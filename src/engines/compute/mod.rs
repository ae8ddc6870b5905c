//! Compute primitives for sequence text
//!
//! Byte and string helpers shared by the parsers and formatters.

pub mod string_ops;

/// Compute operation result type
pub type ComputeResult<T> = Result<T, ComputeError>;

/// Error types for compute operations
#[derive(Debug, thiserror::Error)]
pub enum ComputeError {
    #[error("Invalid input data: {0}")]
    InvalidInput(String),

    #[error("Operation not supported: {0}")]
    UnsupportedOperation(String),
}
impl GenBankParser {
    pub fn new() -> Self {
        Self {
            lenient_headers: true,
            alphabet: None,
        }
    }

    /// Skip unknown header keywords with a warning instead of failing
    pub fn with_lenient_headers(mut self, lenient: bool) -> Self {
        self.lenient_headers = lenient;
        self
    }

    /// Use `alphabet` instead of the one implied by the LOCUS line
    pub fn with_alphabet(mut self, alphabet: &'static Alphabet) -> Self {
        self.alphabet = Some(alphabet);
        self
    }

    /// Parse every record in a file
    pub fn parse_file<P: AsRef<Path>>(&self, path: P) -> ParseResult<Vec<Sequence>> {
        let text = read_text(path.as_ref())?;
        self.parse_str(&text)
    }

    /// Parse the first record in a file
    pub fn parse_one<P: AsRef<Path>>(&self, path: P) -> ParseResult<Sequence> {
        let text = read_text(path.as_ref())?;
        self.parse_one_str(&text)
    }

    /// Parse every record in `text`
    pub fn parse_str(&self, text: &str) -> ParseResult<Vec<Sequence>> {
        let mut lines = LineSource::new(text);
        let mut records = Vec::new();

        loop {
            lines.skip_blank();
            if lines.peek().is_none() {
                break;
            }
            records.push(self.parse_record(&mut lines)?);
        }

        if records.is_empty() {
            return Err(ParseError::Format("no GenBank records found".to_string()));
        }
        Ok(records)
    }

    /// Parse the first record in `text`
    pub fn parse_one_str(&self, text: &str) -> ParseResult<Sequence> {
        let mut lines = LineSource::new(text);
        lines.skip_blank();
        if lines.peek().is_none() {
            return Err(ParseError::Format("no GenBank records found".to_string()));
        }
        self.parse_record(&mut lines)
    }

    fn parse_record(&self, lines: &mut LineSource) -> ParseResult<Sequence> {
        let line_number = lines.line_number();
        let first = lines.advance().unwrap_or_default();
        if !first.starts_with("LOCUS") {
            return Err(ParseError::Format(format!(
                "line {}: expected LOCUS, found '{}'",
                line_number,
                first.trim()
            )));
        }

        let locus = parse_locus(first)?;
        let mut metadata = GenBankMetadata::default();
        let mut residues = Vec::new();

        loop {
            let line = match lines.peek() {
                Some(line) => line,
                None => {
                    return Err(ParseError::Format(format!(
                        "record '{}' is not terminated by //",
                        locus.name
                    )))
                }
            };

            if is_blank(line) {
                lines.advance();
                continue;
            }
            if line.starts_with("//") {
                lines.advance();
                break;
            }
            if line.starts_with(' ') {
                self.unknown_header(lines, "indented line outside any block")?;
                continue;
            }

            let keyword = split_columns(line, HEADER_INDENT).0.trim();
            match keyword {
                "DEFINITION" => metadata.definition = Some(joined(lines)),
                "ACCESSION" => {
                    let text = joined(lines);
                    let mut tokens = text.split_whitespace().map(str::to_string);
                    metadata.accession = Some(GenBankAccession {
                        primary: tokens.next().unwrap_or_default(),
                        secondary: tokens.collect(),
                    });
                }
                "VERSION" => metadata.version = Some(GenBankVersion::parse(&joined(lines))?),
                "PROJECT" => metadata.project = Some(joined(lines)),
                "DBLINK" => metadata.db_link = Some(joined_lines(lines)),
                "DBSOURCE" => metadata.db_source = Some(joined_lines(lines)),
                "KEYWORDS" => metadata.keywords = Some(joined(lines)),
                "SEGMENT" => metadata.segment = Some(joined(lines)),
                "SOURCE" => metadata.source = Some(self.parse_source(lines)?),
                "REFERENCE" => metadata.references.push(self.parse_reference(lines)?),
                "COMMENT" => metadata.comments.push(joined_lines(lines)),
                "PRIMARY" => metadata.primary = Some(joined_lines(lines)),
                "BASE COUNT" => metadata.base_count = Some(joined(lines)),
                "CONTIG" => {
                    let (_, values) = lines.take_block();
                    metadata.contig = Some(values.concat());
                }
                "FEATURES" => {
                    lines.advance();
                    metadata.features = parse_features(lines)?;
                }
                "ORIGIN" => {
                    let origin = split_columns(line, HEADER_INDENT).1.trim().to_string();
                    lines.advance();
                    if !origin.is_empty() {
                        metadata.origin = Some(origin);
                    }
                    parse_origin(lines, &locus.name, &mut residues)?;
                }
                _ => self.unknown_header(lines, keyword)?,
            }
        }

        if locus.sequence_length != residues.len() {
            warn!(
                "LOCUS {} declares {} residues but ORIGIN holds {}",
                locus.name,
                locus.sequence_length,
                residues.len()
            );
        }

        let alphabet = self
            .alphabet
            .unwrap_or_else(|| residue_alphabet(&locus, &residues));
        let id = locus.name.clone();
        let mut sequence = Sequence::with_alphabet(alphabet, &residues)
            .map_err(|e| ParseError::Format(format!("record '{}': {}", id, e)))?
            .with_id(id);

        debug!(
            "Parsed GenBank record {} ({} residues, {} features)",
            locus.name,
            residues.len(),
            metadata.features.len()
        );

        metadata.locus = Some(locus);
        sequence.set_genbank_metadata(metadata);
        Ok(sequence)
    }

    fn unknown_header(&self, lines: &mut LineSource, keyword: &str) -> ParseResult<()> {
        let line_number = lines.line_number();
        if !self.lenient_headers {
            return Err(ParseError::Format(format!(
                "line {}: unknown header '{}'",
                line_number, keyword
            )));
        }
        warn!("Skipping unknown GenBank header '{}' at line {}", keyword, line_number);
        lines.take_block();
        Ok(())
    }

    fn parse_source(&self, lines: &mut LineSource) -> ParseResult<SequenceSource> {
        let (_, values) = lines.take_block();
        let mut source = SequenceSource {
            common_name: values.join(" "),
            organism: OrganismInfo::default(),
        };

        while let Some(line) = lines.peek() {
            if !line.starts_with(' ') || is_blank(line) {
                break;
            }
            let (keyword, values) = lines.take_block();
            match keyword.as_str() {
                "ORGANISM" => {
                    source.organism.genus_species = values[0].to_string();
                    source.organism.class_levels = values[1..].join(" ");
                }
                other => self.unknown_sub_keyword(other, "SOURCE")?,
            }
        }
        Ok(source)
    }

    fn parse_reference(&self, lines: &mut LineSource) -> ParseResult<CitationReference> {
        let (_, values) = lines.take_block();
        let header = values.join(" ");
        let (number, location) = match header.split_once(char::is_whitespace) {
            Some((number, rest)) => (number, Some(rest.trim().to_string())),
            None => (header.as_str(), None),
        };
        let mut reference = CitationReference {
            number: number.parse().map_err(|_| {
                ParseError::Format(format!("reference number '{}' is not an integer", number))
            })?,
            location: location.filter(|l| !l.is_empty()),
            ..Default::default()
        };

        while let Some(line) = lines.peek() {
            if !line.starts_with(' ') || is_blank(line) {
                break;
            }
            let (keyword, values) = lines.take_block();
            let text = Some(values.join(" "));
            match keyword.as_str() {
                "AUTHORS" => reference.authors = text,
                "CONSRTM" => reference.consortiums = text,
                "TITLE" => reference.title = text,
                "JOURNAL" => reference.journal = text,
                "MEDLINE" => reference.medline = text,
                "PUBMED" => reference.pubmed = text,
                "REMARK" => reference.remarks = text,
                other => self.unknown_sub_keyword(other, "REFERENCE")?,
            }
        }
        Ok(reference)
    }

    fn unknown_sub_keyword(&self, keyword: &str, parent: &str) -> ParseResult<()> {
        if !self.lenient_headers {
            return Err(ParseError::Format(format!(
                "unknown {} sub-keyword '{}'",
                parent, keyword
            )));
        }
        warn!("Skipping unknown {} sub-keyword '{}'", parent, keyword);
        Ok(())
    }
}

* **Task instructions**
Across the material above, count every line holding "first" and write down only the number.

* **Response for this exercise**
6